Weird Life
I was fascinated, as always, to hear Paul Davies talking about the origins of life, this time on Radio National's Science Show. It was a great show all round - part two of a fascinating astronomy special linked to the Music of Cosmos event staged by University of Sydney.
Davies, now at Arizona State University but based in Adelaide for a while in recent years, was talking about what he terms 'weird life'. He thinks finding life elsewhere in the universe is unlikely, or at least not to be necessarily expected, but worth investigating.
He makes a good point about not confusing the number of earth-like planets with the number of planets that have earth-like-life, or indeed any life. There is more to life starting and evolving than finding 'goldilocks' planets like ours - i.e. just right in terms of having water and being a goodly distance from a star.

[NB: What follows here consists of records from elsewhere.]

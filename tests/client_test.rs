use site_media_backend::config::MediaConfig;
use site_media_backend::models::MediaCategory;
use site_media_backend::services::crop::{CropRegion, CropSession, CroppedImage};
use site_media_backend::services::repository::SqliteMediaRepository;
use site_media_backend::services::storage::MediaStorage;
use site_media_backend::services::uploader::{NotificationKind, UploadClient};
use image::GenericImageView;
use site_media_backend::{AppState, create_app};
use sqlx::sqlite::SqlitePoolOptions;
use std::sync::Arc;
use std::time::Duration;
use tempfile::TempDir;

async fn spawn_server() -> (String, TempDir) {
    let pool = SqlitePoolOptions::new()
        .connect("sqlite::memory:")
        .await
        .unwrap();
    sqlx::migrate!("./migrations").run(&pool).await.unwrap();

    let dir = tempfile::tempdir().unwrap();
    let config = MediaConfig {
        uploads_root: dir.path().to_string_lossy().to_string(),
        ..MediaConfig::development()
    };

    let storage = MediaStorage::new(
        dir.path(),
        config.public_prefix.clone(),
        config.placeholder_relative(),
    );
    storage.ensure_placeholder().await.unwrap();

    let state = AppState {
        storage: Arc::new(storage),
        repo: Arc::new(SqliteMediaRepository::new(pool)),
        config,
    };

    let app = create_app(state);
    let listener = tokio::net::TcpListener::bind("127.0.0.1:0").await.unwrap();
    let addr = listener.local_addr().unwrap();
    tokio::spawn(async move {
        axum::serve(listener, app).await.unwrap();
    });

    (format!("http://{}", addr), dir)
}

fn png_fixture(width: u32, height: u32) -> Vec<u8> {
    let img = image::RgbImage::from_pixel(width, height, image::Rgb([12, 160, 90]));
    let mut out = Vec::new();
    image::DynamicImage::ImageRgb8(img)
        .write_to(&mut std::io::Cursor::new(&mut out), image::ImageFormat::Png)
        .unwrap();
    out
}

fn client_config(dismiss_ms: u64) -> MediaConfig {
    MediaConfig {
        notification_dismiss_ms: dismiss_ms,
        ..MediaConfig::development()
    }
}

#[tokio::test]
async fn test_crop_and_upload_round_trip() {
    let (base_url, _dir) = spawn_server().await;
    let config = client_config(100);

    // Crop a centered half of a 200x200 source
    let mut session = CropSession::new(config.jpeg_quality);
    session
        .select_file(&png_fixture(200, 200), "team-photo.png")
        .unwrap();
    session
        .adjust_region(CropRegion {
            x: 25.0,
            y: 25.0,
            width: 50.0,
            height: 50.0,
            scale: 1.0,
            rotation_degrees: 0,
        })
        .unwrap();
    let cropped = session.confirm().unwrap();
    assert_eq!((cropped.width, cropped.height), (100, 100));

    let client = UploadClient::new(format!("{}/upload", base_url), &config);
    let outcome = client
        .upload(cropped, MediaCategory::Event, "Jordan Lee")
        .await
        .unwrap();

    assert!(outcome.url.starts_with("/images/event/"));
    assert!(outcome.url.ends_with("-team-photo.png"));
    assert_eq!(outcome.media_kind, "image");
    assert!(outcome.byte_size > 0);
    assert!(!client.is_busy());

    // The canonical URL serves the cropped JPEG back
    let served = reqwest::get(format!("{}{}", base_url, outcome.url))
        .await
        .unwrap();
    assert!(served.status().is_success());
    let bytes = served.bytes().await.unwrap();
    let decoded = image::load_from_memory(&bytes).unwrap();
    assert_eq!(decoded.dimensions(), (100, 100));

    // Success notification, then auto-dismiss
    let active = client.notifier().active();
    assert_eq!(active.len(), 1);
    assert_eq!(active[0].kind, NotificationKind::Success);

    tokio::time::sleep(Duration::from_millis(250)).await;
    assert!(client.notifier().active().is_empty());
}

#[tokio::test]
async fn test_server_rejection_reason_is_surfaced() {
    let (base_url, _dir) = spawn_server().await;
    let client = UploadClient::new(format!("{}/upload", base_url), &client_config(5_000));

    // Hand-built blob that the endpoint will refuse to classify as media
    let bogus = CroppedImage {
        data: bytes::Bytes::from_static(b"definitely not media"),
        file_name: "notes.txt".to_string(),
        content_type: "text/plain".to_string(),
        width: 0,
        height: 0,
    };

    let err = client
        .upload(bogus, MediaCategory::Media, "Jordan Lee")
        .await
        .unwrap_err();
    assert!(
        err.to_string().contains("not an image or video"),
        "unexpected error: {}",
        err
    );

    let active = client.notifier().active();
    assert_eq!(active.len(), 1);
    assert_eq!(active[0].kind, NotificationKind::Error);
}

#[tokio::test]
async fn test_transport_failure_surfaces_as_error_notification() {
    // Nothing listens on port 1; the call fails without reaching a server
    let client = UploadClient::new("http://127.0.0.1:1/upload", &client_config(5_000));

    let mut session = CropSession::default();
    session
        .select_file(&png_fixture(40, 40), "portrait.png")
        .unwrap();
    let cropped = session.confirm().unwrap();

    let result = client
        .upload(cropped, MediaCategory::Team, "Jordan Lee")
        .await;
    assert!(result.is_err());

    let active = client.notifier().active();
    assert_eq!(active.len(), 1);
    assert_eq!(active[0].kind, NotificationKind::Error);
    assert!(active[0].message.starts_with("Upload failed"));
}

But more interesting are his ideas for testing here on earth for 'alien' or 'weird' life. What he means is that there may be life that has evolved separately to all the bacteria, bugs, algae, flowers, fungi and people that populate this planet. If such life could be found then we might argue that if it can happen twice on a near-perfect planet like ours, it could happen elsewhere. If not, well we go on searching.

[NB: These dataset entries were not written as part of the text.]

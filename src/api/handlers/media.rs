use crate::api::error::AppError;
use crate::models::{MediaAsset, MediaCategory};
use crate::services::repository::MediaRepository;
use crate::utils::urls::resolve_image_url;
use crate::utils::validation::{classify_media, sanitize_upload_filename, validate_upload_size};
use axum::{
    Json,
    body::Body,
    extract::{Multipart, Path, State},
    http::header,
    response::{IntoResponse, Response},
};
use bytes::Bytes;
use chrono::Utc;
use serde::{Deserialize, Serialize};
use utoipa::ToSchema;
use uuid::Uuid;

/// Multipart form shape of the upload endpoint, for the API docs.
#[derive(ToSchema)]
#[allow(dead_code)]
pub struct UploadForm {
    #[schema(value_type = String, format = Binary)]
    image: String,
    category: String,
    owner: Option<String>,
}

#[derive(Serialize, Deserialize, ToSchema)]
pub struct UploadResponse {
    pub success: bool,
    pub url: String,
    pub file_type: String,
    #[serde(rename = "type")]
    pub kind: String,
    pub size: i64,
}

#[utoipa::path(
    post,
    path = "/upload",
    request_body(content = UploadForm, content_type = "multipart/form-data", description = "Image upload: `image` file field plus `category` and optional `owner` text fields"),
    responses(
        (status = 200, description = "File stored, canonical URL returned", body = UploadResponse),
        (status = 400, description = "No file, unknown category, or unsupported media"),
        (status = 500, description = "Storage failure")
    ),
    tag = "media"
)]
pub async fn upload_media(
    State(state): State<crate::AppState>,
    mut multipart: Multipart,
) -> Result<Json<UploadResponse>, AppError> {
    let mut file: Option<(String, Option<String>, Bytes)> = None;
    let mut category_raw: Option<String> = None;
    let mut owner: Option<String> = None;

    while let Some(field) = multipart
        .next_field()
        .await
        .map_err(|e| AppError::BadRequest(e.to_string()))?
    {
        let name = field.name().unwrap_or_default().to_string();

        match name.as_str() {
            "image" => {
                let original_name = field.file_name().unwrap_or("unnamed").to_string();
                let declared_type = field.content_type().map(|s| s.to_string());
                let data = field
                    .bytes()
                    .await
                    .map_err(|e| AppError::BadRequest(format!("Read error: {}", e)))?;
                file = Some((original_name, declared_type, data));
            }
            "category" => category_raw = field.text().await.ok(),
            "owner" => owner = field.text().await.ok().filter(|s| !s.trim().is_empty()),
            _ => {}
        }
    }

    let (original_name, declared_type, data) =
        file.ok_or_else(|| AppError::BadRequest("No file uploaded".to_string()))?;

    let category: MediaCategory = category_raw
        .as_deref()
        .unwrap_or_default()
        .parse()
        .map_err(AppError::BadRequest)?;

    validate_upload_size(data.len(), state.config.max_upload_size)
        .map_err(|e| AppError::PayloadTooLarge(e.to_string()))?;

    let sanitized = sanitize_upload_filename(&original_name)
        .map_err(|e| AppError::BadRequest(e.to_string()))?;
    let (file_type, kind) = classify_media(&data, declared_type.as_deref())
        .map_err(|e| AppError::BadRequest(e.to_string()))?;

    let stored_name = state.storage.stored_filename(&sanitized);
    let saved = state
        .storage
        .save(category, &stored_name, &data)
        .await
        .map_err(|e| {
            tracing::error!("Failed to persist upload {}: {:?}", stored_name, e);
            AppError::Internal("Failed to store upload".to_string())
        })?;

    // A failed record leaves the stored file as an orphan; there is no
    // cleanup transaction spanning write and record.
    let asset = MediaAsset {
        id: Uuid::new_v4().to_string(),
        category: category.as_str().to_string(),
        owner,
        filename: stored_name,
        url: saved.url.clone(),
        file_type: file_type.clone(),
        media_kind: kind.as_str().to_string(),
        size: saved.size,
        uploaded_at: Some(Utc::now()),
    };
    state.repo.record(&asset).await.map_err(|e| {
        tracing::error!("Failed to record upload {}: {:?}", asset.url, e);
        AppError::Internal("Failed to record upload".to_string())
    })?;

    tracing::info!(
        "Stored {} upload {} ({} bytes)",
        category,
        saved.url,
        saved.size
    );

    Ok(Json(UploadResponse {
        success: true,
        url: saved.url,
        file_type,
        kind: kind.as_str().to_string(),
        size: saved.size,
    }))
}

#[utoipa::path(
    get,
    path = "/media",
    responses(
        (status = 200, description = "All recorded uploads, newest first", body = Vec<MediaAsset>)
    ),
    tag = "media"
)]
pub async fn list_media(
    State(state): State<crate::AppState>,
) -> Result<Json<Vec<MediaAsset>>, AppError> {
    let assets = state.repo.list(None).await?;
    Ok(Json(resolve_urls(assets, &state)))
}

#[utoipa::path(
    get,
    path = "/media/{category}",
    params(
        ("category" = String, Path, description = "Upload category")
    ),
    responses(
        (status = 200, description = "Recorded uploads for one category", body = Vec<MediaAsset>),
        (status = 400, description = "Unknown category")
    ),
    tag = "media"
)]
pub async fn list_media_by_category(
    State(state): State<crate::AppState>,
    Path(category): Path<String>,
) -> Result<Json<Vec<MediaAsset>>, AppError> {
    let category: MediaCategory = category.parse().map_err(AppError::BadRequest)?;
    let assets = state.repo.list(Some(category)).await?;
    Ok(Json(resolve_urls(assets, &state)))
}

/// Every read path hands out resolved URLs, whatever was stored.
fn resolve_urls(mut assets: Vec<MediaAsset>, state: &crate::AppState) -> Vec<MediaAsset> {
    for asset in &mut assets {
        asset.url = resolve_image_url(
            Some(&asset.url),
            &state.config.legacy_storage_prefix,
            &state.config.placeholder_path,
        );
    }
    assets
}

/// Serve stored files at the public prefix.
///
/// A request for a file that does not exist answers with the placeholder
/// image instead of a 404, so a stale stored URL degrades to the default
/// image exactly once, with no redirect or retry loop.
pub async fn serve_media(
    State(state): State<crate::AppState>,
    Path(path): Path<String>,
) -> Result<Response, AppError> {
    let (data, served_path) = match state.storage.read(&path).await {
        Ok(Some(data)) => (data, path),
        Ok(None) => {
            tracing::debug!("Missing media {}, serving placeholder", path);
            let placeholder = state.storage.read_placeholder().await.map_err(|e| {
                tracing::error!("Placeholder unavailable: {:?}", e);
                AppError::NotFound("Media not found".to_string())
            })?;
            (placeholder, state.storage.placeholder_rel().to_string())
        }
        Err(e) => {
            tracing::warn!("Rejected media path {}: {}", path, e);
            return Err(AppError::BadRequest("Invalid media path".to_string()));
        }
    };

    let content_type = infer::get(&data)
        .map(|t| t.mime_type().to_string())
        .unwrap_or_else(|| guess_type_from_extension(&served_path));

    Ok((
        [(header::CONTENT_TYPE, content_type)],
        Body::from(data),
    )
        .into_response())
}

fn guess_type_from_extension(path: &str) -> String {
    match path.rsplit('.').next() {
        Some("png") => mime::IMAGE_PNG.to_string(),
        Some("jpg") | Some("jpeg") => mime::IMAGE_JPEG.to_string(),
        Some("gif") => mime::IMAGE_GIF.to_string(),
        Some("svg") => mime::IMAGE_SVG.to_string(),
        Some("webp") => "image/webp".to_string(),
        _ => mime::APPLICATION_OCTET_STREAM.to_string(),
    }
}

It's complicated of course and this weird life might be living in extreme environments were regular life can't live - e.g. very, very hot places; very radiated places; very acidic places; and son on. Or it might live just under, or as Davies puts it, even in, our noses.
An obvious question is even if we find such weird life (with perhaps different DNA, different amino acids, different chemical symmetry) how do we know it isn't just an off-shoot of the same family tree during a long experimental phase at the beginning. There are tests for this but it does depend on life beginning with a bit of a bang rather than a draw out fuzzy period. And of course the weird life might be extinct now so we need to also search through historical remains of life.
Download or listen on-line to this Science Show (and while you are at it, the previous one - these astronomers and astrobiologists are exciting presenters). It's definitely a feast for the brain.
Maybe I'm more interested in this kind of thing because I work on relatively weird life - that is, algae - but I think the diversity of life forms on earth, and the way they evolved, are fascinating.
By the way, my picture is of a bromeliad, Aechmea gamosepala, which is coming into flower at my front door at the moment. Not necessarily weird life, but weird looking.